We are in the planning stages of opening our Production database for direct access from a Java-based web application using EntireX Security. Our goal is to use a single/generic user id / password for authentication to EntireX and also be able to pass a separate user id/passowrd thru Natural RPC to validate against Natural Security. We currently use a single/generic user id/password the Natural RPC Server and pass the user id/password of the user in the ACI control block thru the Natural RPC Server. Our question is whether there are two separate sets of user id/passwords available in the control block or as a method/property of the Java Wrapper to support this configuration.
Our environment is as follows:
Windows 2000 server sp4, JBoss 4.2
Java
EntireX Java Wrapper
There are separate properties in the Java Wrapper to set the EntireX Security information and the Natural Security information. The Natural Security information is set via the methods
setNaturalLogon
setRPCUserId
setRPCPassword
setLibrary
and the EntireX Security information are the UserId and Password properties of the Broker object used to connect to the RPC Service - userid is set as a parameter of creating a new Broker object and the password is a parameter of the logon method.

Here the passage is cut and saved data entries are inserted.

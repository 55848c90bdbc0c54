use diesel::prelude::*;
use serde::{Deserialize, Serialize};
use uuid::Uuid;
use validator::Validate;

use crate::db::enums::SprintState;
use crate::db::soft_delete::SoftDeletable;

// Sprint models
#[derive(Queryable, Selectable, Identifiable, Serialize, Deserialize, Clone, Debug, PartialEq)]
#[diesel(table_name = crate::schema::sprints)]
#[diesel(check_for_backend(diesel::pg::Pg))]
pub struct Sprint {
    pub id: Uuid,
    pub project_id: Uuid,
    pub started_at: chrono::DateTime<chrono::Utc>,
    pub ended_at: chrono::DateTime<chrono::Utc>,
    pub is_deleted: bool,
    pub created_at: chrono::DateTime<chrono::Utc>,
    pub updated_at: chrono::DateTime<chrono::Utc>,
}

impl SoftDeletable for Sprint {
    fn is_removed(&self) -> bool {
        self.is_deleted
    }
}

impl Sprint {
    pub fn state_at(&self, now: chrono::DateTime<chrono::Utc>) -> SprintState {
        if self.ended_at >= now {
            SprintState::Active
        } else {
            SprintState::Completed
        }
    }
}

#[derive(Insertable)]
#[diesel(table_name = crate::schema::sprints)]
pub struct NewSprint {
    pub project_id: Uuid,
    pub started_at: chrono::DateTime<chrono::Utc>,
    pub ended_at: chrono::DateTime<chrono::Utc>,
}

#[derive(AsChangeset, Default)]
#[diesel(table_name = crate::schema::sprints)]
pub struct SprintChanges {
    pub started_at: Option<chrono::DateTime<chrono::Utc>>,
    pub ended_at: Option<chrono::DateTime<chrono::Utc>>,
}

impl SprintChanges {
    pub fn is_empty(&self) -> bool {
        self.started_at.is_none() && self.ended_at.is_none()
    }
}

// Sprint API DTOs
#[derive(Deserialize, Validate)]
pub struct CreateSprintRequest {
    pub project_id: Uuid,
    pub started_at: Option<chrono::DateTime<chrono::Utc>>,
    pub ended_at: chrono::DateTime<chrono::Utc>,
}

#[derive(Deserialize, Validate, Default)]
pub struct UpdateSprintRequest {
    pub started_at: Option<chrono::DateTime<chrono::Utc>>,
    pub ended_at: Option<chrono::DateTime<chrono::Utc>>,
}

#[derive(Deserialize)]
pub struct SprintListQuery {
    pub state: Option<SprintState>,
}
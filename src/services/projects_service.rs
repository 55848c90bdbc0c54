use chrono::Utc;
use diesel::prelude::*;
use uuid::Uuid;

use crate::{
    db::enums::SprintState,
    db::models::project::{
        CreateProjectRequest, NewProject, Project, ProjectChanges, UpdateProjectRequest,
    },
    db::models::sprint::Sprint,
    db::models::team::Team,
    db::repositories::{ProjectRepo, SprintRepo, TeamRepo, WorkspaceRepo},
    db::soft_delete::{Visibility, require_active},
    error::AppError,
    permissions::{can_manage_project, is_workspace_owner},
    services::context::RequestContext,
    services::scope,
    validation::schedule::{validate_title, validate_window},
};

pub struct ProjectsService;

impl ProjectsService {
    /// Records the workspace's team and the actor as direct owner.
    pub fn create(
        conn: &mut PgConnection,
        ctx: &RequestContext,
        req: &CreateProjectRequest,
    ) -> Result<Project, AppError> {
        validate_title(&req.title)?;

        let workspace =
            require_active(WorkspaceRepo::find_by_id(conn, req.workspace_id)?, "Workspace")?;
        let team = scope::load_team(conn, workspace.team_id)?;

        if !is_workspace_owner(&workspace, &team, ctx.user_id) {
            return Err(AppError::forbidden(
                "Only the workspace owner can create projects",
            ));
        }

        let started_at = req.started_at.unwrap_or_else(Utc::now);
        validate_window(started_at, req.ended_at, "ended_at")?;
        validate_window(started_at, req.deadline, "deadline")?;

        let project = ProjectRepo::insert(
            conn,
            &NewProject {
                workspace_id: workspace.id,
                team_id: Some(workspace.team_id),
                owner_id: Some(ctx.user_id),
                title: req.title.trim().to_string(),
                description: req.description.clone(),
                started_at,
                ended_at: req.ended_at,
                deadline: req.deadline,
            },
        )?;

        tracing::info!(project_id = %project.id, workspace_id = %workspace.id, "Project created");
        Ok(project)
    }

    pub fn get(
        conn: &mut PgConnection,
        ctx: &RequestContext,
        project_id: Uuid,
    ) -> Result<Project, AppError> {
        let project = require_active(ProjectRepo::find_by_id(conn, project_id)?, "Project")?;
        let workspace = WorkspaceRepo::find_by_id(conn, project.workspace_id)?
            .ok_or_else(|| AppError::not_found("Workspace"))?;
        scope::require_team_view(conn, ctx, workspace.team_id)?;
        Ok(project)
    }

    pub fn list(conn: &mut PgConnection, ctx: &RequestContext) -> Result<Vec<Project>, AppError> {
        let team_ids = scope::visible_team_ids(conn, ctx)?;
        Ok(ProjectRepo::list(conn, Visibility::Active, team_ids)?)
    }

    pub fn list_archived(
        conn: &mut PgConnection,
        ctx: &RequestContext,
    ) -> Result<Vec<Project>, AppError> {
        let team_ids = scope::archive_team_ids(conn, ctx)?;
        Ok(ProjectRepo::list(conn, Visibility::Archived, team_ids)?)
    }

    /// Team of a project, if it still has one.
    pub fn project_team(
        conn: &mut PgConnection,
        project: &Project,
    ) -> Result<Option<Team>, AppError> {
        match project.team_id {
            Some(team_id) => Ok(TeamRepo::find_by_id(conn, team_id)?),
            None => Ok(None),
        }
    }

    fn require_manager(
        conn: &mut PgConnection,
        ctx: &RequestContext,
        project_id: Uuid,
    ) -> Result<Project, AppError> {
        let project = require_active(ProjectRepo::find_by_id(conn, project_id)?, "Project")?;
        let team = Self::project_team(conn, &project)?;

        if !can_manage_project(&project, team.as_ref(), ctx.user_id) {
            return Err(AppError::forbidden(
                "Only the project owner can modify this project",
            ));
        }
        Ok(project)
    }

    pub fn update(
        conn: &mut PgConnection,
        ctx: &RequestContext,
        project_id: Uuid,
        req: &UpdateProjectRequest,
    ) -> Result<Project, AppError> {
        let project = Self::require_manager(conn, ctx, project_id)?;

        if let Some(ref title) = req.title {
            validate_title(title)?;
        }
        if let Some(ended_at) = req.ended_at {
            validate_window(project.started_at, ended_at, "ended_at")?;
        }
        if let Some(deadline) = req.deadline {
            validate_window(project.started_at, deadline, "deadline")?;
        }

        let changes = ProjectChanges::from(req);
        if changes.is_empty() {
            return Ok(project);
        }

        let updated = ProjectRepo::update(conn, project.id, &changes)?;
        tracing::info!(project_id = %updated.id, "Project updated");
        Ok(updated)
    }

    pub fn delete(
        conn: &mut PgConnection,
        ctx: &RequestContext,
        project_id: Uuid,
    ) -> Result<(), AppError> {
        let project = Self::require_manager(conn, ctx, project_id)?;

        ProjectRepo::soft_delete(conn, project.id)?;
        tracing::info!(project_id = %project.id, "Project deleted");
        Ok(())
    }

    pub fn list_sprints(
        conn: &mut PgConnection,
        ctx: &RequestContext,
        project_id: Uuid,
        state: Option<SprintState>,
    ) -> Result<Vec<Sprint>, AppError> {
        let project = Self::get(conn, ctx, project_id)?;
        Ok(SprintRepo::list_by_project(conn, project.id, state, Utc::now())?)
    }
}
use crate::error::{AppError, AppResult};
use serde::Deserialize;

#[derive(Deserialize, Clone, Debug)]
pub struct Config {
    pub database_url: String,
    #[serde(default = "default_max_connections")]
    pub database_max_connections: u32,
    #[serde(default = "default_min_connections")]
    pub database_min_connections: u32,
    #[serde(default = "default_connection_timeout")]
    pub database_connection_timeout: u64,

    #[serde(default = "default_host")]
    pub server_host: String,
    #[serde(default = "default_port")]
    pub server_port: u16,
    #[serde(default = "default_cors_origins")]
    pub cors_origins: Vec<String>,

    #[serde(default = "default_jwt_secret")]
    pub jwt_secret: String,
    #[serde(default = "default_access_token_expires")]
    pub jwt_access_token_expires_in: u64,
    #[serde(default = "default_refresh_token_expires")]
    pub jwt_refresh_token_expires_in: u64,

    #[serde(default = "default_log_level")]
    pub log_level: String,
    #[serde(default = "default_log_format")]
    pub log_format: String,

    #[serde(default = "default_bcrypt_cost")]
    pub bcrypt_cost: u32,

    #[serde(default = "default_max_attachment_bytes")]
    pub max_attachment_bytes: usize,
}

#[derive(Clone, Debug)]
pub struct DatabaseConfig {
    pub url: String,
    pub max_connections: u32,
    pub min_connections: u32,
    pub connection_timeout: u64,
}

#[derive(Clone, Debug)]
pub struct ServerConfig {
    pub host: String,
    pub port: u16,
    pub cors_origins: Vec<String>,
}

#[derive(Clone, Debug)]
pub struct AuthConfig {
    pub jwt_secret: String,
    pub access_token_expires_in: u64,
    pub refresh_token_expires_in: u64,
    pub bcrypt_cost: u32,
}

#[derive(Clone, Debug)]
pub struct LoggingConfig {
    pub level: String,
    pub format: String,
}

fn default_max_connections() -> u32 {
    20
}
fn default_min_connections() -> u32 {
    5
}
fn default_connection_timeout() -> u64 {
    30
}
fn default_host() -> String {
    "127.0.0.1".to_string()
}
fn default_port() -> u16 {
    8000
}
fn default_cors_origins() -> Vec<String> {
    vec!["*".to_string()]
}
fn default_jwt_secret() -> String {
    "your-secret-key".to_string()
}
fn default_access_token_expires() -> u64 {
    3600
} // 1 hour
fn default_refresh_token_expires() -> u64 {
    604800
} // 7 days
fn default_log_level() -> String {
    "info".to_string()
}
fn default_log_format() -> String {
    "json".to_string()
}
fn default_bcrypt_cost() -> u32 {
    12
}
fn default_max_attachment_bytes() -> usize {
    10 * 1024 * 1024
}

impl Config {
    pub fn from_env() -> AppResult<Self> {
        dotenvy::dotenv().ok();

        let config = envy::from_env::<Config>()
            .map_err(|e| AppError::Config(format!("Failed to load config: {}", e)))?;

        config.validate()?;
        Ok(config)
    }

    pub fn validate(&self) -> AppResult<()> {
        if self.database_max_connections == 0 {
            return Err(AppError::Config(
                "DATABASE_MAX_CONNECTIONS must be > 0".to_string(),
            ));
        }

        if self.database_min_connections > self.database_max_connections {
            return Err(AppError::Config(
                "DATABASE_MIN_CONNECTIONS cannot be greater than DATABASE_MAX_CONNECTIONS"
                    .to_string(),
            ));
        }

        if self.jwt_secret == "your-secret-key" {
            return Err(AppError::Config(
                "JWT_SECRET must be set to a secure value".to_string(),
            ));
        }

        if self.jwt_access_token_expires_in == 0 {
            return Err(AppError::Config(
                "JWT_ACCESS_TOKEN_EXPIRES_IN must be > 0".to_string(),
            ));
        }

        if self.jwt_refresh_token_expires_in < self.jwt_access_token_expires_in {
            return Err(AppError::Config(
                "JWT_REFRESH_TOKEN_EXPIRES_IN cannot be shorter than the access token lifetime"
                    .to_string(),
            ));
        }

        if !(4..=31).contains(&self.bcrypt_cost) {
            return Err(AppError::Config(
                "BCRYPT_COST must be between 4 and 31".to_string(),
            ));
        }

        if self.max_attachment_bytes == 0 {
            return Err(AppError::Config(
                "MAX_ATTACHMENT_BYTES must be > 0".to_string(),
            ));
        }

        Ok(())
    }

    pub fn server_address(&self) -> String {
        format!("{}:{}", self.server_host, self.server_port)
    }

    pub fn database(&self) -> DatabaseConfig {
        DatabaseConfig {
            url: self.database_url.clone(),
            max_connections: self.database_max_connections,
            min_connections: self.database_min_connections,
            connection_timeout: self.database_connection_timeout,
        }
    }

    pub fn server(&self) -> ServerConfig {
        ServerConfig {
            host: self.server_host.clone(),
            port: self.server_port,
            cors_origins: self.cors_origins.clone(),
        }
    }

    pub fn auth(&self) -> AuthConfig {
        AuthConfig {
            jwt_secret: self.jwt_secret.clone(),
            access_token_expires_in: self.jwt_access_token_expires_in,
            refresh_token_expires_in: self.jwt_refresh_token_expires_in,
            bcrypt_cost: self.bcrypt_cost,
        }
    }

    pub fn logging(&self) -> LoggingConfig {
        LoggingConfig {
            level: self.log_level.clone(),
            format: self.log_format.clone(),
        }
    }
}

#[cfg(test)]
mod tests {
    use super::*;

    fn sample() -> Config {
        Config {
            database_url: "postgres://localhost/vazifeban".to_string(),
            database_max_connections: default_max_connections(),
            database_min_connections: default_min_connections(),
            database_connection_timeout: default_connection_timeout(),
            server_host: default_host(),
            server_port: default_port(),
            cors_origins: default_cors_origins(),
            jwt_secret: "a-real-secret".to_string(),
            jwt_access_token_expires_in: default_access_token_expires(),
            jwt_refresh_token_expires_in: default_refresh_token_expires(),
            log_level: default_log_level(),
            log_format: default_log_format(),
            bcrypt_cost: 4,
            max_attachment_bytes: default_max_attachment_bytes(),
        }
    }

    #[test]
    fn accepts_sane_config() {
        let config = sample();
        assert!(config.validate().is_ok());
        assert_eq!(config.server_address(), "127.0.0.1:8000");
    }

    #[test]
    fn rejects_default_secret() {
        let mut config = sample();
        config.jwt_secret = default_jwt_secret();
        assert!(config.validate().is_err());
    }

    #[test]
    fn rejects_inverted_pool_bounds() {
        let mut config = sample();
        config.database_min_connections = 50;
        assert!(config.validate().is_err());
    }

    #[test]
    fn rejects_out_of_range_bcrypt_cost() {
        let mut config = sample();
        config.bcrypt_cost = 2;
        assert!(config.validate().is_err());
    }
}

Thanks, Doug. This is what I understood as well, just needed confirmation.
Another question with regard to the EntireX Security user id/password. Are there ways to restrict the EntireX Security user id (if a Unix user id is used vs. LDAP) from accessing Unix functions, such as making it a service account? We want to be sure we prevent access to any Unix commands or EntireX administrative functions from the generic EntireX Security user id should it be breached.